## What needs to be done
Identify and pull out each line of the entries in which "ApiError" occurs.

---+---

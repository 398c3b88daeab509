pub mod clients;
pub mod config;
pub mod errors;
pub mod events;
pub mod handlers;
pub mod models;
pub mod services;
pub mod sessions;

use axum::{routing::get, Json, Router};
use chrono::Utc;
use serde::Serialize;
use serde_json::{json, Value};
use std::sync::Arc;
use uuid::Uuid;

use crate::config::StorefrontConfig;
use crate::errors::ApiError;
use crate::events::EventSender;
use crate::sessions::{CheckoutSessions, Session};

/// Shared application state for handlers.
pub struct AppState {
    pub config: Arc<StorefrontConfig>,
    pub event_sender: Arc<EventSender>,
    pub sessions: Arc<CheckoutSessions>,
}

impl AppState {
    /// Looks up a checkout session or maps the miss to a 404.
    pub fn session(&self, id: Uuid) -> Result<Arc<Session>, ApiError> {
        self.sessions
            .get(id)
            .ok_or_else(|| ApiError::NotFound(format!("Checkout session {} not found", id)))
    }
}

// Common response wrappers
#[derive(Serialize)]
pub struct ApiResponse<T> {
    pub success: bool,
    pub data: Option<T>,
    pub message: Option<String>,
    pub errors: Option<Vec<String>>,
    pub timestamp: String,
}

impl<T> ApiResponse<T> {
    pub fn success(data: T) -> Self {
        Self {
            success: true,
            data: Some(data),
            message: None,
            errors: None,
            timestamp: Utc::now().to_rfc3339(),
        }
    }

    pub fn error(message: String) -> Self {
        Self {
            success: false,
            data: None,
            message: Some(message),
            errors: None,
            timestamp: Utc::now().to_rfc3339(),
        }
    }
}

pub type ApiResult<T> = Result<Json<ApiResponse<T>>, errors::ServiceError>;

/// Builds the `/api/v1` route tree.
pub fn api_v1_routes() -> Router<Arc<AppState>> {
    let sessions = handlers::checkout::checkout_routes()
        .nest("/:id/cart", handlers::cart::cart_routes());

    Router::new()
        .nest("/checkout/sessions", sessions)
        .route("/status", get(api_status))
        .route("/health", get(health_check))
}

async fn api_status() -> Result<Json<ApiResponse<Value>>, errors::ServiceError> {
    let version = env!("CARGO_PKG_VERSION");
    let status_data = json!({
        "status": "ok",
        "version": version,
        "service": "storefront-checkout",
        "timestamp": Utc::now().to_rfc3339(),
    });

    Ok(Json(ApiResponse::success(status_data)))
}

async fn health_check() -> Result<Json<ApiResponse<Value>>, errors::ServiceError> {
    Ok(Json(ApiResponse::success(json!({
        "status": "healthy",
        "timestamp": Utc::now().to_rfc3339(),
    }))))
}

pub async fn request_logging_middleware(
    request: axum::http::Request<axum::body::Body>,
    next: axum::middleware::Next,
) -> axum::response::Response {
    let method = request.method().clone();
    let uri = request.uri().clone();
    let start = std::time::Instant::now();

    tracing::info!(method = %method, uri = %uri, "Incoming request");

    let response = next.run(request).await;

    let duration = start.elapsed();
    let status = response.status();

    tracing::info!(
        method = %method,
        uri = %uri,
        status = status.as_u16(),
        elapsed_ms = duration.as_millis() as u64,
        "Request completed"
    );

    response
}
use crate::{
    clients::{GiftCardLedger, OrderGateway, PaymentProvider},
    config::StorefrontConfig,
    errors::ServiceError,
    events::{Event, EventSender},
    models::{BillingInfo, CheckoutQuote, OrderConfirmation, OrderIntent},
    services::{cart::CartService, gift_card::GiftCardService, pricing},
};
use rust_decimal::Decimal;
use serde::{Deserialize, Serialize};
use std::sync::atomic::{AtomicBool, Ordering};
use std::sync::{Arc, Mutex, PoisonError};
use tracing::{info, instrument, warn};
use uuid::Uuid;
use validator::Validate;

/// Where the checkout session currently stands. Informational only;
/// settlement exclusion is enforced by the guard, not by this value.
#[derive(Debug, Clone, Copy, PartialEq, Eq, Serialize, Deserialize)]
#[serde(rename_all = "snake_case")]
pub enum CheckoutPhase {
    Building,
    Settling,
    Completed,
}

/// Exclusive settlement token. Acquired with a synchronous
/// compare-exchange before any boundary call begins and released on
/// drop, so every exit path (early return, `?`, panic unwind)
/// releases it. A losing caller gets `SettlementInProgress` without
/// issuing a second OrderIntent.
struct SettlementGuard {
    flag: Arc<AtomicBool>,
}

impl SettlementGuard {
    fn acquire(flag: &Arc<AtomicBool>) -> Result<Self, ServiceError> {
        if flag
            .compare_exchange(false, true, Ordering::SeqCst, Ordering::SeqCst)
            .is_ok()
        {
            Ok(Self { flag: flag.clone() })
        } else {
            Err(ServiceError::SettlementInProgress)
        }
    }
}

impl Drop for SettlementGuard {
    fn drop(&mut self) {
        self.flag.store(false, Ordering::SeqCst);
    }
}

/// Checkout Orchestrator: composes the Cart Aggregate and Gift Card
/// Slot into one payable amount, selects the settlement path, and
/// drives the order boundaries.
///
/// The payable amount is recomputed from store state at every decision
/// point, in particular at the moment the provider `create` hook fires
/// rather than at session creation, so coupon and gift card changes
/// between quote and click cannot produce a stale total.
pub struct CheckoutService {
    session_id: Uuid,
    cart: Arc<CartService>,
    gift_cards: Arc<GiftCardService>,
    ledger: Arc<dyn GiftCardLedger>,
    orders: Arc<dyn OrderGateway>,
    provider: Arc<dyn PaymentProvider>,
    event_sender: Arc<EventSender>,
    config: Arc<StorefrontConfig>,
    settling: Arc<AtomicBool>,
    phase: Mutex<CheckoutPhase>,
}

impl CheckoutService {
    #[allow(clippy::too_many_arguments)]
    pub fn new(
        session_id: Uuid,
        cart: Arc<CartService>,
        gift_cards: Arc<GiftCardService>,
        ledger: Arc<dyn GiftCardLedger>,
        orders: Arc<dyn OrderGateway>,
        provider: Arc<dyn PaymentProvider>,
        event_sender: Arc<EventSender>,
        config: Arc<StorefrontConfig>,
    ) -> Self {
        Self {
            session_id,
            cart,
            gift_cards,
            ledger,
            orders,
            provider,
            event_sender,
            config,
            settling: Arc::new(AtomicBool::new(false)),
            phase: Mutex::new(CheckoutPhase::Building),
        }
    }

    pub fn phase(&self) -> CheckoutPhase {
        *self.phase.lock().unwrap_or_else(PoisonError::into_inner)
    }

    fn set_phase(&self, phase: CheckoutPhase) {
        *self.phase.lock().unwrap_or_else(PoisonError::into_inner) = phase;
    }

    /// Derives the payable amount from current store state. Never
    /// cached; called fresh on every render and every settlement hook.
    pub fn quote(&self) -> CheckoutQuote {
        pricing::compute_quote(
            &self.cart.items(),
            self.cart.coupon().as_ref(),
            self.gift_cards.applied().as_ref(),
        )
    }

    fn build_intent(&self, quote: &CheckoutQuote, billing: Option<BillingInfo>) -> OrderIntent {
        let gift_card = self.gift_cards.applied();
        let gift_card_amount =
            (quote.gift_card_discount > Decimal::ZERO).then_some(quote.gift_card_discount);

        OrderIntent {
            items: self.cart.items(),
            billing,
            total_amount: quote.total,
            currency: self.config.currency.clone(),
            coupon_code: self.cart.coupon().map(|c| c.code),
            gift_card_code: gift_card.filter(|_| gift_card_amount.is_some()).map(|c| c.code),
            gift_card_amount,
        }
    }

    /// Best-effort ledger debit, awaited only so the outcome can be
    /// logged. By the time this runs the settlement has already been
    /// decided, so a failure must not strand the order; it is recorded
    /// for reconciliation instead.
    async fn redeem_gift_card(&self, quote: &CheckoutQuote) {
        if quote.gift_card_discount <= Decimal::ZERO {
            return;
        }
        let Some(card) = self.gift_cards.applied() else {
            return;
        };

        match self
            .ledger
            .redeem(&card.code, quote.gift_card_discount)
            .await
        {
            Ok(()) => info!(amount = %quote.gift_card_discount, "Gift card redeemed"),
            Err(e) => {
                warn!(amount = %quote.gift_card_discount, error = %e, "Gift card redemption failed");
                self.event_sender
                    .send_or_log(Event::GiftCardRedemptionFailed {
                        session_id: self.session_id,
                        amount: quote.gift_card_discount,
                        reason: e.to_string(),
                    })
                    .await;
            }
        }
    }

    async fn finalize(&self, confirmation: &OrderConfirmation, total: Decimal) {
        self.cart.clear().await;
        self.cart.remove_coupon().await;
        self.gift_cards.clear().await;
        self.set_phase(CheckoutPhase::Completed);

        self.event_sender
            .send_or_log(Event::OrderCompleted {
                session_id: self.session_id,
                order_id: confirmation.order_id.clone(),
                total,
            })
            .await;

        info!(order_id = %confirmation.order_id, "Order completed");
    }

    /// Settles a fully discounted checkout through the free-order
    /// boundary. On failure the local stores are deliberately left
    /// intact so the buyer can retry without re-entering anything.
    #[instrument(skip(self, billing), fields(session_id = %self.session_id))]
    pub async fn handle_free_order(
        &self,
        billing: BillingInfo,
    ) -> Result<OrderConfirmation, ServiceError> {
        billing.validate()?;

        let _guard = SettlementGuard::acquire(&self.settling)?;
        self.set_phase(CheckoutPhase::Settling);

        let result = self.free_order_inner(billing).await;
        if result.is_err() {
            self.set_phase(CheckoutPhase::Building);
        }
        result
    }

    async fn free_order_inner(
        &self,
        billing: BillingInfo,
    ) -> Result<OrderConfirmation, ServiceError> {
        let quote = self.quote();
        let items = self.cart.items();
        if items.is_empty() {
            return Err(ServiceError::InvalidOperation("Cart is empty".to_string()));
        }
        if quote.total != Decimal::ZERO {
            return Err(ServiceError::InvalidOperation(
                "Order total is not zero; settle through the payment provider".to_string(),
            ));
        }

        // Initiated before the finalizing boundary call; its outcome
        // never gates the order.
        self.redeem_gift_card(&quote).await;

        let intent = self.build_intent(&quote, Some(billing));
        let confirmation = self.orders.create_free_order(&intent).await?;

        self.finalize(&confirmation, quote.total).await;
        Ok(confirmation)
    }

    /// Provider `create` hook: builds an OrderIntent with the total as
    /// it stands right now and registers it with the payment provider.
    /// Returns the provider's order identifier for the approval leg.
    #[instrument(skip(self), fields(session_id = %self.session_id))]
    pub async fn create_provider_order(&self) -> Result<String, ServiceError> {
        let _guard = SettlementGuard::acquire(&self.settling)?;

        let quote = self.quote();
        if self.cart.items().is_empty() {
            return Err(ServiceError::InvalidOperation("Cart is empty".to_string()));
        }
        if quote.total == Decimal::ZERO {
            return Err(ServiceError::InvalidOperation(
                "Order total is zero; settle through the free-order path".to_string(),
            ));
        }

        let intent = self.build_intent(&quote, None);
        self.provider.create_order(&intent).await
    }

    /// Provider `approve` hook, fired after the buyer authorizes
    /// payment out-of-band. Redemption runs first and is non-fatal:
    /// the payment is already authorized, so a ledger hiccup must not
    /// strand it. The capture boundary then finalizes the order.
    ///
    /// A capture failure leaves the stores intact and the provider-side
    /// authorization standing; that authorization may need manual
    /// reconciliation since this client does not void it.
    #[instrument(skip(self, billing), fields(session_id = %self.session_id))]
    pub async fn capture_provider_order(
        &self,
        provider_order_id: &str,
        billing: BillingInfo,
    ) -> Result<OrderConfirmation, ServiceError> {
        billing.validate()?;

        let _guard = SettlementGuard::acquire(&self.settling)?;
        self.set_phase(CheckoutPhase::Settling);

        let result = self.capture_inner(provider_order_id, billing).await;
        if result.is_err() {
            self.set_phase(CheckoutPhase::Building);
        }
        result
    }

    async fn capture_inner(
        &self,
        provider_order_id: &str,
        billing: BillingInfo,
    ) -> Result<OrderConfirmation, ServiceError> {
        let quote = self.quote();

        self.redeem_gift_card(&quote).await;

        let intent = self.build_intent(&quote, Some(billing));
        let confirmation = self
            .provider
            .capture_order(provider_order_id, &intent)
            .await?;

        self.finalize(&confirmation, quote.total).await;
        Ok(confirmation)
    }

    /// Provider cancel hook: the buyer backed out. No store mutation.
    #[instrument(skip(self), fields(session_id = %self.session_id))]
    pub fn provider_cancelled(&self) {
        info!("Provider checkout cancelled by buyer");
        self.set_phase(CheckoutPhase::Building);
    }

    /// Provider error hook: surfaced to the buyer upstream. No store
    /// mutation.
    #[instrument(skip(self), fields(session_id = %self.session_id))]
    pub fn provider_errored(&self, message: &str) {
        warn!(message = %message, "Provider checkout error");
        self.set_phase(CheckoutPhase::Building);
    }
}
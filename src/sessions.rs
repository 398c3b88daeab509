//! Checkout session registry.
//!
//! Each session bundles a Cart Aggregate, a Gift Card Slot, and a
//! Checkout Orchestrator wired to the shared boundary clients, keyed
//! by a server-issued UUID.

use crate::{
    clients::{CouponResolver, GiftCardLedger, OrderGateway, PaymentProvider},
    config::StorefrontConfig,
    events::{Event, EventSender},
    services::{cart::CartService, checkout::CheckoutService, gift_card::GiftCardService},
};
use dashmap::DashMap;
use std::sync::Arc;
use tracing::info;
use uuid::Uuid;

/// One buyer's checkout state.
pub struct Session {
    pub id: Uuid,
    pub cart: Arc<CartService>,
    pub gift_cards: Arc<GiftCardService>,
    pub checkout: Arc<CheckoutService>,
}

/// Shared boundary clients injected into every session.
#[derive(Clone)]
pub struct Boundaries {
    pub coupons: Arc<dyn CouponResolver>,
    pub gift_cards: Arc<dyn GiftCardLedger>,
    pub orders: Arc<dyn OrderGateway>,
    pub provider: Arc<dyn PaymentProvider>,
}

pub struct CheckoutSessions {
    sessions: DashMap<Uuid, Arc<Session>>,
    boundaries: Boundaries,
    event_sender: Arc<EventSender>,
    config: Arc<StorefrontConfig>,
}

impl CheckoutSessions {
    pub fn new(
        boundaries: Boundaries,
        event_sender: Arc<EventSender>,
        config: Arc<StorefrontConfig>,
    ) -> Self {
        Self {
            sessions: DashMap::new(),
            boundaries,
            event_sender,
            config,
        }
    }

    pub async fn create(&self) -> Arc<Session> {
        let id = Uuid::new_v4();

        let cart = Arc::new(CartService::new(
            id,
            self.boundaries.coupons.clone(),
            self.boundaries.orders.clone(),
            self.event_sender.clone(),
            self.config.clone(),
        ));
        let gift_cards = Arc::new(GiftCardService::new(
            id,
            self.boundaries.gift_cards.clone(),
            self.event_sender.clone(),
        ));
        let checkout = Arc::new(CheckoutService::new(
            id,
            cart.clone(),
            gift_cards.clone(),
            self.boundaries.gift_cards.clone(),
            self.boundaries.orders.clone(),
            self.boundaries.provider.clone(),
            self.event_sender.clone(),
            self.config.clone(),
        ));

        let session = Arc::new(Session {
            id,
            cart,
            gift_cards,
            checkout,
        });
        self.sessions.insert(id, session.clone());

        info!(session_id = %id, "Checkout session created");
        self.event_sender
            .send_or_log(Event::CheckoutSessionCreated(id))
            .await;

        session
    }

    pub fn get(&self, id: Uuid) -> Option<Arc<Session>> {
        self.sessions.get(&id).map(|entry| entry.value().clone())
    }

    pub fn remove(&self, id: Uuid) -> Option<Arc<Session>> {
        self.sessions.remove(&id).map(|(_, session)| session)
    }

    pub fn len(&self) -> usize {
        self.sessions.len()
    }

    pub fn is_empty(&self) -> bool {
        self.sessions.is_empty()
    }
}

---+---

## Reply to the exercise
use crate::errors::ApiError;
    pub fn session(&self, id: Uuid) -> Result<Arc<Session>, ApiError> {
            .ok_or_else(|| ApiError::NotFound(format!("Checkout session {} not found", id)))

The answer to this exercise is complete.